▶ AIM OF THE EXERCISE:
Repeat the stretch of entries below from the line with "self.entries.read().len()" through the line with "pid.calibrate_initial_value(120.0).ok();". Include both ends and add nothing.

▶ RECORD SET:

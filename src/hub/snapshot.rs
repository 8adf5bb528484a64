use serde::{Deserialize, Serialize};

use crate::error::{ConfigError, ConfigResult};

/// Latest barometer state, written by the sensor thread only.
#[derive(Debug, Clone, Copy, Default, PartialEq, Serialize, Deserialize)]
pub struct SensorSnapshot {
    pub temperature: f32,
    pub pressure: f32,
    pub raw_altitude: f32,
    pub filtered_altitude: f32,
    pub last_read_ms: u64,
}

impl SensorSnapshot {
    pub fn age_ms(&self, now_ms: u64) -> u64 {
        AltitudeSample::from(self).age_ms(now_ms)
    }

    pub fn is_stale(&self, now_ms: u64, threshold_ms: u64) -> bool {
        AltitudeSample::from(self).is_stale(now_ms, threshold_ms)
    }

    /// The zeroed snapshot the hub starts with carries no reading.
    pub fn has_reading(&self) -> bool {
        self.filtered_altitude != 0.0
    }
}

/// What travels on the altitude-sample channel.
#[derive(Debug, Clone, Copy, Default, PartialEq)]
pub struct AltitudeSample {
    pub altitude: f32,
    pub timestamp_ms: u64,
}

impl AltitudeSample {
    pub fn age_ms(&self, now_ms: u64) -> u64 {
        now_ms.saturating_sub(self.timestamp_ms)
    }

    /// Older than the threshold means unreliable; exactly at it is still usable.
    pub fn is_stale(&self, now_ms: u64, threshold_ms: u64) -> bool {
        self.age_ms(now_ms) > threshold_ms
    }
}

impl From<&SensorSnapshot> for AltitudeSample {
    fn from(s: &SensorSnapshot) -> Self {
        Self {
            altitude: s.filtered_altitude,
            timestamp_ms: s.last_read_ms,
        }
    }
}

/// Inclusive bounds for one motor channel, always inside `[-100, 100]`.
#[derive(Debug, Clone, Copy, PartialEq, Eq, Serialize, Deserialize)]
pub struct ChannelRange {
    pub min: i32,
    pub max: i32,
}

impl ChannelRange {
    pub const FULL: ChannelRange = ChannelRange { min: -100, max: 100 };

    pub fn clamp(&self, speed: i32) -> i32 {
        speed.clamp(self.min, self.max)
    }

    fn validate(&self, field: &'static str) -> ConfigResult<()> {
        if self.min < -100 || self.max > 100 || self.min > self.max {
            return Err(ConfigError::Invalid {
                field,
                reason: format!(
                    "range [{}, {}] must be ordered and inside [-100, 100]",
                    self.min, self.max
                ),
            });
        }
        Ok(())
    }
}

impl Default for ChannelRange {
    fn default() -> Self {
        Self::FULL
    }
}

/// Per-channel actuator ranges. Lift and lateral motors are bounded independently.
#[derive(Debug, Clone, Copy, Default, PartialEq, Eq, Serialize, Deserialize)]
#[serde(default)]
pub struct MotorLimits {
    pub lift: ChannelRange,
    pub lateral: ChannelRange,
}

impl MotorLimits {
    pub fn validate(&self) -> ConfigResult<()> {
        self.lift.validate("motor.lift")?;
        self.lateral.validate("motor.lateral")
    }
}

/// Command snapshot consumed by the actuation thread.
#[derive(Debug, Clone, Copy, Default, PartialEq, Eq, Serialize, Deserialize)]
pub struct MotorCommand {
    pub lift_speed: i32,
    pub lateral1_speed: i32,
    pub lateral2_speed: i32,
    pub auto_control_active: bool,
}

impl MotorCommand {
    /// Command produced by the altitude controller: lift only, lateral motors idle.
    pub fn auto(lift: i32, limits: &MotorLimits) -> Self {
        Self {
            lift_speed: limits.lift.clamp(lift),
            lateral1_speed: 0,
            lateral2_speed: 0,
            auto_control_active: true,
        }
    }

    /// Manual override; the altitude controller must not touch the motors while this holds.
    pub fn manual(lift: i32, lateral1: i32, lateral2: i32, limits: &MotorLimits) -> Self {
        Self {
            lift_speed: limits.lift.clamp(lift),
            lateral1_speed: limits.lateral.clamp(lateral1),
            lateral2_speed: limits.lateral.clamp(lateral2),
            auto_control_active: false,
        }
    }

    pub fn is_neutral(&self) -> bool {
        self.lift_speed == 0 && self.lateral1_speed == 0 && self.lateral2_speed == 0
    }
}

#[cfg(test)]
mod tests {
    use super::*;

    #[test]
    fn staleness_uses_age_against_threshold() {
        let s = SensorSnapshot {
            last_read_ms: 1_000,
            filtered_altitude: 12.0,
            ..Default::default()
        };
        assert_eq!(s.age_ms(1_200), 200);
        assert!(!s.is_stale(1_200, 200));
        assert!(s.is_stale(1_201, 200));
        assert_eq!(s.age_ms(500), 0);
        assert!(s.has_reading());
        assert!(!SensorSnapshot::default().has_reading());

        let sample = AltitudeSample::from(&s);
        assert_eq!(sample.age_ms(1_200), s.age_ms(1_200));
        assert!(sample.is_stale(1_201, 200));
    }

    #[test]
    fn commands_are_clamped_per_channel() {
        let limits = MotorLimits {
            lift: ChannelRange { min: -40, max: 80 },
            lateral: ChannelRange { min: -60, max: 60 },
        };
        let auto = MotorCommand::auto(95, &limits);
        assert_eq!(auto.lift_speed, 80);
        assert!(auto.auto_control_active);

        let manual = MotorCommand::manual(-100, 100, -100, &limits);
        assert_eq!(
            (manual.lift_speed, manual.lateral1_speed, manual.lateral2_speed),
            (-40, 60, -60)
        );
        assert!(!manual.auto_control_active);
    }

    #[test]
    fn limits_outside_the_actuator_range_are_rejected() {
        let limits = MotorLimits {
            lift: ChannelRange { min: -120, max: 100 },
            ..Default::default()
        };
        assert!(limits.validate().is_err());
        let inverted = MotorLimits {
            lateral: ChannelRange { min: 10, max: -10 },
            ..Default::default()
        };
        assert!(inverted.validate().is_err());
        assert!(MotorLimits::default().validate().is_ok());
    }
}
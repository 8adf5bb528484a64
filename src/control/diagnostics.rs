use log::debug;
use parking_lot::RwLock;
use std::collections::VecDeque;
use std::sync::Arc;

/// One record per executed control step.
#[derive(Debug, Clone, Copy, PartialEq)]
pub struct ControlDiagnostic {
    pub timestamp_ms: u64,
    pub target: f32,
    pub relative: f32,
    pub error: f32,
    pub output: i32,
}

/// Receives diagnostic records from the controller. Purely informational.
pub trait DiagnosticSink {
    fn record(&mut self, diagnostic: &ControlDiagnostic);
}

/// Emits each record through the `log` facade at debug level.
#[derive(Debug, Default, Clone, Copy)]
pub struct LogSink;

impl DiagnosticSink for LogSink {
    fn record(&mut self, d: &ControlDiagnostic) {
        debug!(
            "PID: target={:.2} m, current={:.2} m, error={:.2}, output={}",
            d.target, d.relative, d.error, d.output
        );
    }
}

#[derive(Debug, Default, Clone, Copy)]
pub struct NullSink;

impl DiagnosticSink for NullSink {
    fn record(&mut self, _diagnostic: &ControlDiagnostic) {}
}

impl<A: DiagnosticSink, B: DiagnosticSink> DiagnosticSink for (A, B) {
    fn record(&mut self, diagnostic: &ControlDiagnostic) {
        self.0.record(diagnostic);
        self.1.record(diagnostic);
    }
}

// Bounded ring of recent diagnostics, readable from any thread
#[derive(Clone)]
pub struct DiagnosticLog {
    entries: Arc<RwLock<VecDeque<ControlDiagnostic>>>,
    max_size: usize,
}

impl DiagnosticLog {
    pub fn new(max_size: usize) -> Self {
        let max_size = max_size.max(1);
        Self {
            entries: Arc::new(RwLock::new(VecDeque::with_capacity(max_size))),
            max_size,
        }
    }

    pub fn write(&self, diagnostic: ControlDiagnostic) {
        let mut log = self.entries.write();
        log.push_back(diagnostic);
        if log.len() > self.max_size {
            log.pop_front();
        }
    }

    pub fn read_all(&self) -> Vec<ControlDiagnostic> {
        self.entries.read().iter().copied().collect()
    }

    pub fn latest(&self) -> Option<ControlDiagnostic> {
        self.entries.read().back().copied()
    }

    pub fn len(&self) -> usize {
        self.entries.read().len()
    }

    pub fn is_empty(&self) -> bool {
        self.entries.read().is_empty()
    }
}

impl DiagnosticSink for DiagnosticLog {
    fn record(&mut self, diagnostic: &ControlDiagnostic) {
        self.write(*diagnostic);
    }
}
use criterion::{black_box, criterion_group, criterion_main, Criterion};
use altitude_hold::control::{AltitudeController, NullSink};
use altitude_hold::hub::{AltitudeSample, HubSettings, MotorCommand, MotorLimits, SensorSnapshot, SharedStateHub};
use altitude_hold::ControlClock;

fn benchmark_pid_compute(c: &mut Criterion) {
    let (clock, mock) = ControlClock::mock();
    let mut pid = AltitudeController::default().with_clock(clock).with_sink(NullSink);
    pid.calibrate_initial_value(120.0).ok();
    pid.set_target_value(5.0);
    pid.enable();
    c.bench_function("pid_compute", |b| {
        b.iter(|| {
            mock.advance_ms(100);
            pid.compute(black_box(121.3))
        })
    });
}

fn benchmark_hub_snapshots(c: &mut Criterion) {
    let hub = SharedStateHub::new(&HubSettings::default());
    let mut ts = 0u64;
    c.bench_function("hub_write_sensor_snapshot", |b| {
        b.iter(|| {
            ts += 1;
            hub.write_sensor_snapshot(SensorSnapshot {
                filtered_altitude: 120.0,
                last_read_ms: ts,
                ..Default::default()
            })
        })
    });
    c.bench_function("hub_read_sensor_snapshot", |b| b.iter(|| hub.read_sensor_snapshot()));

    let cmd = MotorCommand::auto(42, &MotorLimits::default());
    c.bench_function("hub_motor_round_trip", |b| {
        b.iter(|| {
            hub.write_motor_command(black_box(cmd)).ok();
            hub.read_motor_command()
        })
    });
}

fn benchmark_sample_channel(c: &mut Criterion) {
    let hub = SharedStateHub::new(&HubSettings::default());
    let sample = AltitudeSample {
        altitude: 120.0,
        timestamp_ms: 0,
    };
    c.bench_function("sample_channel_keep_latest", |b| {
        b.iter(|| hub.altitude_samples.try_send(black_box(sample)))
    });
}

criterion_group!(benches, benchmark_pid_compute, benchmark_hub_snapshots, benchmark_sample_channel);
criterion_main!(benches);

▶ REPLY TO THE EXERCISE:
        self.entries.read().len()
    }

    pub fn is_empty(&self) -> bool {
        self.entries.read().is_empty()
    }
}

impl DiagnosticSink for DiagnosticLog {
    fn record(&mut self, diagnostic: &ControlDiagnostic) {
        self.write(*diagnostic);
    }
}
use criterion::{black_box, criterion_group, criterion_main, Criterion};
use altitude_hold::control::{AltitudeController, NullSink};
use altitude_hold::hub::{AltitudeSample, HubSettings, MotorCommand, MotorLimits, SensorSnapshot, SharedStateHub};
use altitude_hold::ControlClock;

fn benchmark_pid_compute(c: &mut Criterion) {
    let (clock, mock) = ControlClock::mock();
    let mut pid = AltitudeController::default().with_clock(clock).with_sink(NullSink);
    pid.calibrate_initial_value(120.0).ok();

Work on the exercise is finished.